A master’s of business administration degree—an MBA—is the Holy Grail of those seeking an education that will help them reach the top ranks of the business world. An MBA will open doors for you at prestigious firms and offer you career advancement possibilities that will take you all the way into upper management and perhaps even to the level of CEO if you’re very good (and very lucky) at what you do.
As with all master’s degrees, an MBA will require that you already have an undergraduate degree, preferably in a field relating to business. This means that obtaining your MBA degree will require a substantial investment in time—at least one or two years beyond the four years usually required for an undergraduate degree—and an investment in money as well. Graduate school is expensive, especially if you pay for it out of your own pocket, though if you can’t pay for it on your own, bear in mind that loans, grants, and scholarships are available, especially from the United States government. Of course, loans need to be paid back later (grants and scholarships don’t), but the extra income that you’ll probably obtain from having your MBA degree will almost certainly enhance your income in a way that will allow you to quickly pay off the loan. (Most student loans have relatively low interest rates.)
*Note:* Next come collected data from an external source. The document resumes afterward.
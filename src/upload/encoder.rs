use base64::{Engine, engine::general_purpose::STANDARD};

use crate::{
    core::error::{Result, UploaderError},
    discovery::DiscoveredFile,
    reporting::logging,
    store::Record,
};

/// Read a discovered file and produce the record payload.
///
/// Binary files become standard padded base64; text files are decoded as
/// UTF-8 with invalid sequences replaced.
pub fn encode_payload(file: &DiscoveredFile) -> Result<String> {
    let bytes = std::fs::read(file.absolute_location()).map_err(|e| {
        UploaderError::FileSystem(format!(
            "can not read '{}': {e}",
            file.absolute_location().display()
        ))
    })?;

    if file.is_binary() {
        return Ok(STANDARD.encode(&bytes));
    }

    match String::from_utf8(bytes) {
        Ok(text) => Ok(text),
        Err(err) => {
            logging::log_warning(&format!(
                "'{}' is not valid UTF-8, invalid sequences were replaced",
                file.relative_path()
            ));
            Ok(String::from_utf8_lossy(err.as_bytes()).into_owned())
        }
    }
}

/// Record key: the relative path without its leading separator.
pub fn record_key(relative_path: &str) -> &str {
    let mut chars = relative_path.chars();
    chars.next();
    chars.as_str()
}

/// Build the record for one discovered file.
pub fn record_for(file: &DiscoveredFile, kind: &str) -> Result<Record> {
    let payload = encode_payload(file)?;
    let key = record_key(file.relative_path());
    logging::log_payload(key, payload.len(), file.is_binary());
    Ok(Record::new(kind, key, payload))
}

#[cfg(test)]
mod tests {
    #![allow(non_snake_case)]

    use super::*;
    use std::fs;
    use std::path::PathBuf;

    type TestResult = std::result::Result<(), Box<dyn std::error::Error>>;

    fn discovered(dir: &std::path::Path, name: &str) -> DiscoveredFile {
        DiscoveredFile::new(format!("/{name}"), dir.join(name))
    }

    #[test]
    fn test_encode_payload__text_is_kept_verbatim() -> TestResult {
        let temp_dir = tempfile::tempdir()?;
        fs::write(temp_dir.path().join("index.html"), "hi")?;

        let payload = encode_payload(&discovered(temp_dir.path(), "index.html"))?;

        assert_eq!(payload, "hi");
        Ok(())
    }

    #[test]
    fn test_encode_payload__binary_is_base64() -> TestResult {
        let temp_dir = tempfile::tempdir()?;
        fs::write(temp_dir.path().join("pic.gif"), [0xFF, 0xD8])?;

        let payload = encode_payload(&discovered(temp_dir.path(), "pic.gif"))?;

        assert_eq!(payload, "/9g=");
        Ok(())
    }

    #[test]
    fn test_encode_payload__uppercase_image_is_treated_as_text() -> TestResult {
        let temp_dir = tempfile::tempdir()?;
        fs::write(temp_dir.path().join("photo.JPG"), "not really a jpeg")?;

        let file = DiscoveredFile::new(
            "/photo.JPG".to_string(),
            temp_dir.path().join("photo.JPG"),
        );

        assert_eq!(encode_payload(&file)?, "not really a jpeg");
        Ok(())
    }

    #[test]
    fn test_encode_payload__invalid_utf8_is_replaced() -> TestResult {
        let temp_dir = tempfile::tempdir()?;
        fs::write(temp_dir.path().join("bad.js"), [b'a', 0xFF, b'b'])?;

        let payload = encode_payload(&discovered(temp_dir.path(), "bad.js"))?;

        assert_eq!(payload, "a\u{FFFD}b");
        Ok(())
    }

    #[test]
    fn test_encode_payload__vanished_file_is_file_system_error() {
        let file = DiscoveredFile::new(
            "/gone.html".to_string(),
            PathBuf::from("/definitely/not/here/gone.html"),
        );

        let result = encode_payload(&file);

        assert!(matches!(result, Err(UploaderError::FileSystem(_))));
    }

    #[test]
    fn test_record_key__strips_leading_separator() {
        assert_eq!(record_key("/index.html"), "index.html");
        assert_eq!(record_key("/img/pic.gif"), "img/pic.gif");
        assert_eq!(record_key(""), "");
    }

    #[test]
    fn test_record_for() -> TestResult {
        let temp_dir = tempfile::tempdir()?;
        fs::create_dir_all(temp_dir.path().join("css"))?;
        fs::write(temp_dir.path().join("css/site.css"), "body {}")?;

        let file = DiscoveredFile::new(
            "/css/site.css".to_string(),
            temp_dir.path().join("css/site.css"),
        );
        let record = record_for(&file, "DocModel")?;

        assert_eq!(record, Record::new("DocModel", "css/site.css", "body {}".to_string()));
        Ok(())
    }
}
You can earn your MBA degree in a number of ways. You can take a two-year course at a graduate business school. You can take an accelerated program if you’re willing to put in the extra time at your studies that such a program requires. You can earn it on a part-time basis while working at a job, perhaps even the job that the MBA degree will take you to the top of, or you can take it through an online or correspondence school. However you earn it, bear in mind that the more prestigious the school that you obtain your MBA from, the more prestigious the degree itself will be, and the more prestigious (and higher paying) the firms that will be willing to hire you on the basis of that degree.
Don‘t let the time and expense of obtaining an MBA deter you. You’ll find that the degree opens doors for you in the business world that otherwise would have been closed and that the added career advancement it affords will pay you back many times over for the time, money, and work you put into earning it.